[RECORDS TO USE]
# # # # # # #
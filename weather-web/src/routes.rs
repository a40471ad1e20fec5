//! Route definitions

use axum::{
    Router,
    routing::{get, post},
};

use crate::{handlers, state::AppState};

/// Create the main router with all routes.
pub fn create_router(state: AppState) -> Router {
    Router::new()
        .route("/", get(handlers::index))
        .route("/weather", post(handlers::weather))
        .route("/health", get(handlers::health_check))
        .with_state(state)
}
use std::sync::Arc;

use weather_core::WeatherSource;

/// Shared application state: just the weather source behind the trait seam.
#[derive(Debug, Clone)]
pub struct AppState {
    pub source: Arc<dyn WeatherSource>,
}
# # # # # # #
[PROMPT] Please copy all of the data above exactly.

[RESPONSE AREA]
filename weather-web/src/routes.rs
repository a40471ad1e20fec5
//! Route definitions

use axum::{
    Router,
    routing::{get, post},
};

use crate::{handlers, state::AppState};

/// Create the main router with all routes.
pub fn create_router(state: AppState) -> Router {
    Router::new()
        .route("/", get(handlers::index))
        .route("/weather", post(handlers::weather))
        .route("/health", get(handlers::health_check))
        .with_state(state)
}
use std::sync::Arc;

use weather_core::WeatherSource;

/// Shared application state: just the weather source behind the trait seam.
#[derive(Debug, Clone)]
pub struct AppState {
    pub source: Arc<dyn WeatherSource>,
}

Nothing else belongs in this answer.